WORK TO COMPLETE: Give again, word for word, every line below from the one that has "filename crates/hvunpack-core/src/vmi.rs" through the one that has "pub fn memory_access(&self, gfn: Gfn)", both included, and no others.

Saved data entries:
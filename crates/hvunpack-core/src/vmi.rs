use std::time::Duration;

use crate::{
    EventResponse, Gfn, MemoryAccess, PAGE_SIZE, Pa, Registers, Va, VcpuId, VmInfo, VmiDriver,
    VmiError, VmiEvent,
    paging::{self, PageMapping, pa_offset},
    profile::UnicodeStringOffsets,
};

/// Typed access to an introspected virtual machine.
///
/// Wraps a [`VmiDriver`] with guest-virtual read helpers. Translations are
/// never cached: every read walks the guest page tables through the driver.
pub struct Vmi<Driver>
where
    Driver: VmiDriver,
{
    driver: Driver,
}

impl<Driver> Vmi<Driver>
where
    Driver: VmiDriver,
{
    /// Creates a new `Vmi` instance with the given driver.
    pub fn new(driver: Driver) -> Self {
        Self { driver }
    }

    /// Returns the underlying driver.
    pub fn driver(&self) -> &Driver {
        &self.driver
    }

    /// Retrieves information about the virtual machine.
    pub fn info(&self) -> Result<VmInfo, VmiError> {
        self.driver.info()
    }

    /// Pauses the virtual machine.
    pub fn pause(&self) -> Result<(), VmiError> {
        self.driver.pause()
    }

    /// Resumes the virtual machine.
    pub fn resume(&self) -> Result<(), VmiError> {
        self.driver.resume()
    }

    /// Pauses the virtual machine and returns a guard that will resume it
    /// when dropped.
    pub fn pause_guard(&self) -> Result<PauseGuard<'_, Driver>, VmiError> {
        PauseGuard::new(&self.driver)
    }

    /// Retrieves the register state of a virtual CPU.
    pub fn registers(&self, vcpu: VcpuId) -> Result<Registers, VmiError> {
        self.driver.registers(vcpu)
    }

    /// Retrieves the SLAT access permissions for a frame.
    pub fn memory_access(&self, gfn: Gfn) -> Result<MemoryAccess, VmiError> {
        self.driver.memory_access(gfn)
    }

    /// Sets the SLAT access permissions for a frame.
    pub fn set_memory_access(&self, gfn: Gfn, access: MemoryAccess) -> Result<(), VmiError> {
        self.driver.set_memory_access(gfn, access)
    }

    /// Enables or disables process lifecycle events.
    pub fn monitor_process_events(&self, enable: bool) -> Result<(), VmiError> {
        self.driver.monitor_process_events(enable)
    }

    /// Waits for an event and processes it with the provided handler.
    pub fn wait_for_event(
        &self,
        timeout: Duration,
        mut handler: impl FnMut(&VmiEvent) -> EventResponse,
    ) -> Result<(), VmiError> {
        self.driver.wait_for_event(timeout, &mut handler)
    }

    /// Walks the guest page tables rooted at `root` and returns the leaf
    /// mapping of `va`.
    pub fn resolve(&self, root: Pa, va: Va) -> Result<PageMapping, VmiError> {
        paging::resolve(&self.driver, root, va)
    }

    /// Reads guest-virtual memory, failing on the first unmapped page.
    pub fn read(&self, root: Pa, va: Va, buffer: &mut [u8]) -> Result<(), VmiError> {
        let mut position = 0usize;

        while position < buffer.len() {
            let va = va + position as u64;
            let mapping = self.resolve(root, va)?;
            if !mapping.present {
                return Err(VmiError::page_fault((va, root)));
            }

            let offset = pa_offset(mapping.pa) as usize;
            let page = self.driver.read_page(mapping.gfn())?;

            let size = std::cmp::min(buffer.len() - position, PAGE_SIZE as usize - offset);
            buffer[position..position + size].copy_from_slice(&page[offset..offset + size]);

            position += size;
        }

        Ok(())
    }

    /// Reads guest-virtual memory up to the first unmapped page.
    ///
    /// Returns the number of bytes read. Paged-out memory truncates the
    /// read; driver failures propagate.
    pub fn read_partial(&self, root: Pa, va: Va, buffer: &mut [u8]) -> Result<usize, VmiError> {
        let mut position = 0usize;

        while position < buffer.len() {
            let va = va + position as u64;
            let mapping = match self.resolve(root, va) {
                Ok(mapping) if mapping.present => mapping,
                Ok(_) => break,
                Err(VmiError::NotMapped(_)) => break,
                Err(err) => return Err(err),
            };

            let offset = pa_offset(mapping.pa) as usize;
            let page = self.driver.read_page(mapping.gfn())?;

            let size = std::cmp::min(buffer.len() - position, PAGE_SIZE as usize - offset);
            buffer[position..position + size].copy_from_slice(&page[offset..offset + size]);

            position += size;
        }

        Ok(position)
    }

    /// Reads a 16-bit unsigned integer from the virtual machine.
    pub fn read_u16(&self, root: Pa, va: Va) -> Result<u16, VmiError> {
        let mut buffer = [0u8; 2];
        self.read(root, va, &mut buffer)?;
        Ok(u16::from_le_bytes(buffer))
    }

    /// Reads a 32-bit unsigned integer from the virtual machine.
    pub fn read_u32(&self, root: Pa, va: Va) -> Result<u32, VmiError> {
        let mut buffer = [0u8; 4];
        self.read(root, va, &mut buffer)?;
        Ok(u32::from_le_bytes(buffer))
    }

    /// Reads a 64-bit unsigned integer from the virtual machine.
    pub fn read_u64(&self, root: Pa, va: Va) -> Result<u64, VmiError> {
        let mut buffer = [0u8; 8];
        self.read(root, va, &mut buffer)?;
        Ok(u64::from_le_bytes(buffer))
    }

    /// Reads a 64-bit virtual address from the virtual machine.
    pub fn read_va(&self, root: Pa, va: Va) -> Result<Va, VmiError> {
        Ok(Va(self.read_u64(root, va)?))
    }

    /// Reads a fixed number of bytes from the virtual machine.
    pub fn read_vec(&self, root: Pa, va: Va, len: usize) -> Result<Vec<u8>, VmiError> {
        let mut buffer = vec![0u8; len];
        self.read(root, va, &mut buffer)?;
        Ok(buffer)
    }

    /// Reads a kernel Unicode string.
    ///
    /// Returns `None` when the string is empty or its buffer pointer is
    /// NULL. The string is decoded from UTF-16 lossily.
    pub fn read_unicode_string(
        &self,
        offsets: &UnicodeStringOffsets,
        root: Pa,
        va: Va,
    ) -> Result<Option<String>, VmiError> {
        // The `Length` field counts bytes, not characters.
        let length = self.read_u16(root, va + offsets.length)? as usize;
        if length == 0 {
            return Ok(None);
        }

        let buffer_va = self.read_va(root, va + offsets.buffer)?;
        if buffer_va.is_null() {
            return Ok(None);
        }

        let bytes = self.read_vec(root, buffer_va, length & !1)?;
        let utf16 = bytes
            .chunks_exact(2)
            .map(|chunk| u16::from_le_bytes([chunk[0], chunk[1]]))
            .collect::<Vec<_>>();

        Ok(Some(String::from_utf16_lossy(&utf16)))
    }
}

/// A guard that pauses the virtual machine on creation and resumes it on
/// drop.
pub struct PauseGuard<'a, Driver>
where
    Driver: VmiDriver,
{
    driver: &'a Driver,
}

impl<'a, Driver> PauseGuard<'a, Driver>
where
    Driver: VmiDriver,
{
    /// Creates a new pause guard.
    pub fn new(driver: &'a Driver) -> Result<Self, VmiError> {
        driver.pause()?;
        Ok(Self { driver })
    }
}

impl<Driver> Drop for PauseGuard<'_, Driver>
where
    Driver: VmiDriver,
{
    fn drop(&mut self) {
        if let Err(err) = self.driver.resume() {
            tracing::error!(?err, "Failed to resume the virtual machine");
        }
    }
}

...

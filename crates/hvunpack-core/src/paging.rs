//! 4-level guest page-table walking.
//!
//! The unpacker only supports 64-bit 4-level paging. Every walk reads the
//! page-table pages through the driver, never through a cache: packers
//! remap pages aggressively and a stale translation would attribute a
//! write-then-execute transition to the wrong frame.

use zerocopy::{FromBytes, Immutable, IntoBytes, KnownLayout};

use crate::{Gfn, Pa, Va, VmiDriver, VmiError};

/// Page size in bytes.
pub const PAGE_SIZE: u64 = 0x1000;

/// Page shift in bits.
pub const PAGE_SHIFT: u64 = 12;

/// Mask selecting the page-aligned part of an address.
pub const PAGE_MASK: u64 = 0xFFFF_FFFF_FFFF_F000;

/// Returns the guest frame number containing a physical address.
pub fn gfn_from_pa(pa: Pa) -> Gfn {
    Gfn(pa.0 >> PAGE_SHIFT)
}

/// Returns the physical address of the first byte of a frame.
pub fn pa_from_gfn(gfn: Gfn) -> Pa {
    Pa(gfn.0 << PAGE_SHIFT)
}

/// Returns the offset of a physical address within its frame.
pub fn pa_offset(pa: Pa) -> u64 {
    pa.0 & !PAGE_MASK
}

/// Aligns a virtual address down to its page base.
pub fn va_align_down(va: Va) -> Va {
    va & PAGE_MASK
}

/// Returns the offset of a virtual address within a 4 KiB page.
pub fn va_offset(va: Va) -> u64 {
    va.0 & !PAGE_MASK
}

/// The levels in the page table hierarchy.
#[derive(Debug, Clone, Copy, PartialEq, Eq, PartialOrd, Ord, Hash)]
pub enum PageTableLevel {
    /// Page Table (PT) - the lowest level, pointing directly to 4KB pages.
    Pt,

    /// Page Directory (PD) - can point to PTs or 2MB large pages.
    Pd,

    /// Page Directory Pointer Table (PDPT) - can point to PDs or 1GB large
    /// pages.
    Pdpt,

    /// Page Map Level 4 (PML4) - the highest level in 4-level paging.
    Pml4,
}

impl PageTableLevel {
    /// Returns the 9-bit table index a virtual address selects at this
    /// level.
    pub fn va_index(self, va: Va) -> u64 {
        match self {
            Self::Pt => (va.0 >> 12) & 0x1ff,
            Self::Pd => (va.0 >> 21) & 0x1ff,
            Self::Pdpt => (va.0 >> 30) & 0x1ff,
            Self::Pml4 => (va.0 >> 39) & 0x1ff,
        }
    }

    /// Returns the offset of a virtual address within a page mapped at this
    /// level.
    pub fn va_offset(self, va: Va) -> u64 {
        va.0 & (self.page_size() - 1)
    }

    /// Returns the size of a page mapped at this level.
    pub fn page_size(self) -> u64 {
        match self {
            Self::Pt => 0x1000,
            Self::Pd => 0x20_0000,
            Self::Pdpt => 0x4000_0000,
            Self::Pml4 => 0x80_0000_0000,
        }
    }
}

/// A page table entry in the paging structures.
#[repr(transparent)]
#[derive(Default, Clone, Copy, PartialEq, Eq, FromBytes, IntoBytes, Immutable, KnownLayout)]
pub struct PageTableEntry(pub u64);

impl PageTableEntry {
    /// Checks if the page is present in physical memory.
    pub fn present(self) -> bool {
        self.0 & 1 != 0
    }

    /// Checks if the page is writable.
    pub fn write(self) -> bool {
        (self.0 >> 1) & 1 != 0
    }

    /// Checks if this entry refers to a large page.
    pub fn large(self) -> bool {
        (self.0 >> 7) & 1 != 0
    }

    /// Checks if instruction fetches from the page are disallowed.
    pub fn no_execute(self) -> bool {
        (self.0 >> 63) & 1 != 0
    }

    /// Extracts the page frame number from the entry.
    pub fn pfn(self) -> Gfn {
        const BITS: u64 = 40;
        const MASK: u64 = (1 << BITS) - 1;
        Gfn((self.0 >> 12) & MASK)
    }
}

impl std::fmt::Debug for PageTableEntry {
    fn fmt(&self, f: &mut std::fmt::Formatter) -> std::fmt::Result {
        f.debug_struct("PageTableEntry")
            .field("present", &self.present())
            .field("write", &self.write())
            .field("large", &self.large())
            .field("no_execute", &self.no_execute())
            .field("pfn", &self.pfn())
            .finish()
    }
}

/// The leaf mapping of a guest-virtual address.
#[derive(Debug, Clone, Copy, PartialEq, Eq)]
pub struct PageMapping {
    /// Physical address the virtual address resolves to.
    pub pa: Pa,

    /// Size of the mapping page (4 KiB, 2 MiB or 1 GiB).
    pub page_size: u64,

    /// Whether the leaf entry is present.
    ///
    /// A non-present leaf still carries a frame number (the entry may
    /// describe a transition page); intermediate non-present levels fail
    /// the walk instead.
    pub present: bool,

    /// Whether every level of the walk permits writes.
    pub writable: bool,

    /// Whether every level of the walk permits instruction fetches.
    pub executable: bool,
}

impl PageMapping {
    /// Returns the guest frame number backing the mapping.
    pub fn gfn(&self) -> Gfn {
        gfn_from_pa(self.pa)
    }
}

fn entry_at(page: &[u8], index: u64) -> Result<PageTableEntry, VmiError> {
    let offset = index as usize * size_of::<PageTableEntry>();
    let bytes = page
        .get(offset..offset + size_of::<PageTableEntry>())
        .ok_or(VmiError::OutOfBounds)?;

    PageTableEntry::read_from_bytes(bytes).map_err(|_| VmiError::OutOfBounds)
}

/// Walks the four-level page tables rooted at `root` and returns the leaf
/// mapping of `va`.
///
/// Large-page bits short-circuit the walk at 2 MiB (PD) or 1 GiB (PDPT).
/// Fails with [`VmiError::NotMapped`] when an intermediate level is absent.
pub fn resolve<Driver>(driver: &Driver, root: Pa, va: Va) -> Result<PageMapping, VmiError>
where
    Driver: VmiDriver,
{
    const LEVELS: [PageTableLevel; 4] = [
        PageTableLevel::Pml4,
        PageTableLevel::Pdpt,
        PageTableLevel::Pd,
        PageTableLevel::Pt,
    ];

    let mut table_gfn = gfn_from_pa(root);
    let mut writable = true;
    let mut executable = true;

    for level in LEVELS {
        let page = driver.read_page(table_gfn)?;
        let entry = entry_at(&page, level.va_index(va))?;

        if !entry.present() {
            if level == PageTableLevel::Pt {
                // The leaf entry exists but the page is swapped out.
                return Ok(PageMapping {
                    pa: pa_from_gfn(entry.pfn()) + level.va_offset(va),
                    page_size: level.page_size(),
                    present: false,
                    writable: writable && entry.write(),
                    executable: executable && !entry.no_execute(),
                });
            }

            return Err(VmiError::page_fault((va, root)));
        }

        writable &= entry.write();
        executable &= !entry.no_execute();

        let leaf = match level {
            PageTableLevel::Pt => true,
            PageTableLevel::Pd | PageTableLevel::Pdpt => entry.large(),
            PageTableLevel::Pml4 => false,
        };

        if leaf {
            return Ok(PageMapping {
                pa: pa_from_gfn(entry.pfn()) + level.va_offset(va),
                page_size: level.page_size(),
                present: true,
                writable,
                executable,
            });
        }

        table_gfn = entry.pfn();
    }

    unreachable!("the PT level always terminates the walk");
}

RESPONSE TO THE EXERCISE:
filename crates/hvunpack-core/src/vmi.rs
use std::time::Duration;

use crate::{
    EventResponse, Gfn, MemoryAccess, PAGE_SIZE, Pa, Registers, Va, VcpuId, VmInfo, VmiDriver,
    VmiError, VmiEvent,
    paging::{self, PageMapping, pa_offset},
    profile::UnicodeStringOffsets,
};

/// Typed access to an introspected virtual machine.
///
/// Wraps a [`VmiDriver`] with guest-virtual read helpers. Translations are
/// never cached: every read walks the guest page tables through the driver.
pub struct Vmi<Driver>
where
    Driver: VmiDriver,
{
    driver: Driver,
}

impl<Driver> Vmi<Driver>
where
    Driver: VmiDriver,
{
    /// Creates a new `Vmi` instance with the given driver.
    pub fn new(driver: Driver) -> Self {
        Self { driver }
    }

    /// Returns the underlying driver.
    pub fn driver(&self) -> &Driver {
        &self.driver
    }

    /// Retrieves information about the virtual machine.
    pub fn info(&self) -> Result<VmInfo, VmiError> {
        self.driver.info()
    }

    /// Pauses the virtual machine.
    pub fn pause(&self) -> Result<(), VmiError> {
        self.driver.pause()
    }

    /// Resumes the virtual machine.
    pub fn resume(&self) -> Result<(), VmiError> {
        self.driver.resume()
    }

    /// Pauses the virtual machine and returns a guard that will resume it
    /// when dropped.
    pub fn pause_guard(&self) -> Result<PauseGuard<'_, Driver>, VmiError> {
        PauseGuard::new(&self.driver)
    }

    /// Retrieves the register state of a virtual CPU.
    pub fn registers(&self, vcpu: VcpuId) -> Result<Registers, VmiError> {
        self.driver.registers(vcpu)
    }

    /// Retrieves the SLAT access permissions for a frame.
    pub fn memory_access(&self, gfn: Gfn) -> Result<MemoryAccess, VmiError> {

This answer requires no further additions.